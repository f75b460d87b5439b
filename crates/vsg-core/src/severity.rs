//! Severity classification of rules.

use serde::{Deserialize, Serialize};
use std::collections::BTreeMap;

use crate::config::ConfigError;

/// Name of the built-in error-class severity.
pub const ERROR: &str = "Error";
/// Name of the built-in warning-class severity.
pub const WARNING: &str = "Warning";

/// Class of a named severity.
#[derive(Debug, Clone, Copy, PartialEq, Eq, Hash, Serialize, Deserialize)]
#[serde(rename_all = "lowercase")]
pub enum SeverityKind {
    /// Violations halt later phases and are fixed.
    Error,
    /// Violations are recorded only.
    Warning,
}

impl std::fmt::Display for SeverityKind {
    fn fmt(&self, f: &mut std::fmt::Formatter<'_>) -> std::fmt::Result {
        match self {
            Self::Error => write!(f, "error"),
            Self::Warning => write!(f, "warning"),
        }
    }
}

/// How the scheduler treats a rule.
#[derive(Debug, Clone, Copy, PartialEq, Eq)]
pub enum Classification {
    /// Error class.
    Error,
    /// Warning class.
    Warning,
    /// Never run.
    Disabled,
}

#[derive(Debug, Clone)]
struct Assignment {
    severity: String,
    enabled: bool,
}

/// Registry-wide mapping from rule to severity, plus running counts.
///
/// Every rule has exactly one severity at a time. Counts are per severity
/// name and only change through [`record`](Self::record).
#[derive(Debug, Clone)]
pub struct SeverityPolicy {
    severities: BTreeMap<String, SeverityKind>,
    assignments: BTreeMap<String, Assignment>,
    counts: BTreeMap<String, usize>,
}

impl Default for SeverityPolicy {
    fn default() -> Self {
        Self::new()
    }
}

impl SeverityPolicy {
    /// Creates a policy knowing the `Error` and `Warning` severities.
    #[must_use]
    pub fn new() -> Self {
        let severities = BTreeMap::from([
            (ERROR.to_string(), SeverityKind::Error),
            (WARNING.to_string(), SeverityKind::Warning),
        ]);
        Self {
            severities,
            assignments: BTreeMap::new(),
            counts: BTreeMap::new(),
        }
    }

    /// Defines (or redefines) a named severity.
    pub fn define(&mut self, name: impl Into<String>, kind: SeverityKind) {
        self.severities.insert(name.into(), kind);
    }

    /// Class of a named severity.
    #[must_use]
    pub fn kind_of(&self, severity: &str) -> Option<SeverityKind> {
        self.severities.get(severity).copied()
    }

    /// Names of all known severities.
    pub fn severity_names(&self) -> impl Iterator<Item = &str> {
        self.severities.keys().map(String::as_str)
    }

    /// Assigns a severity to a rule.
    ///
    /// # Errors
    ///
    /// Returns [`ConfigError::UnknownSeverity`] if `severity` is not defined.
    pub fn assign(&mut self, rule: &str, severity: &str) -> Result<(), ConfigError> {
        if !self.severities.contains_key(severity) {
            return Err(ConfigError::UnknownSeverity {
                rule: rule.to_string(),
                severity: severity.to_string(),
            });
        }
        self.assignments
            .entry(rule.to_string())
            .and_modify(|a| a.severity = severity.to_string())
            .or_insert_with(|| Assignment {
                severity: severity.to_string(),
                enabled: true,
            });
        Ok(())
    }

    /// Enables or disables a rule. The rule must have been assigned first.
    pub fn set_enabled(&mut self, rule: &str, enabled: bool) {
        if let Some(assignment) = self.assignments.get_mut(rule) {
            assignment.enabled = enabled;
        }
    }

    /// Severity name assigned to a rule.
    #[must_use]
    pub fn severity_of(&self, rule: &str) -> Option<&str> {
        self.assignments.get(rule).map(|a| a.severity.as_str())
    }

    /// Returns `true` if the rule is known and enabled.
    #[must_use]
    pub fn is_enabled(&self, rule: &str) -> bool {
        self.assignments.get(rule).is_some_and(|a| a.enabled)
    }

    /// Classifies a rule. Unknown rules are disabled.
    #[must_use]
    pub fn classify(&self, rule: &str) -> Classification {
        let Some(assignment) = self.assignments.get(rule) else {
            return Classification::Disabled;
        };
        if !assignment.enabled {
            return Classification::Disabled;
        }
        match self.kind_of(&assignment.severity) {
            Some(SeverityKind::Error) => Classification::Error,
            Some(SeverityKind::Warning) => Classification::Warning,
            None => Classification::Disabled,
        }
    }

    /// Adds `count` violations to the running total of a severity.
    pub fn record(&mut self, severity: &str, count: usize) {
        *self.counts.entry(severity.to_string()).or_default() += count;
    }

    /// Running totals per severity name.
    #[must_use]
    pub fn counts(&self) -> &BTreeMap<String, usize> {
        &self.counts
    }

    /// Zeroes all running totals.
    pub fn reset_counts(&mut self) {
        self.counts.clear();
    }
}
⁂
TASK PROMPT: Count the lines above in which the string "entry" occurs, and write the number with no other text.

SOLUTION TO THIS TASK: 2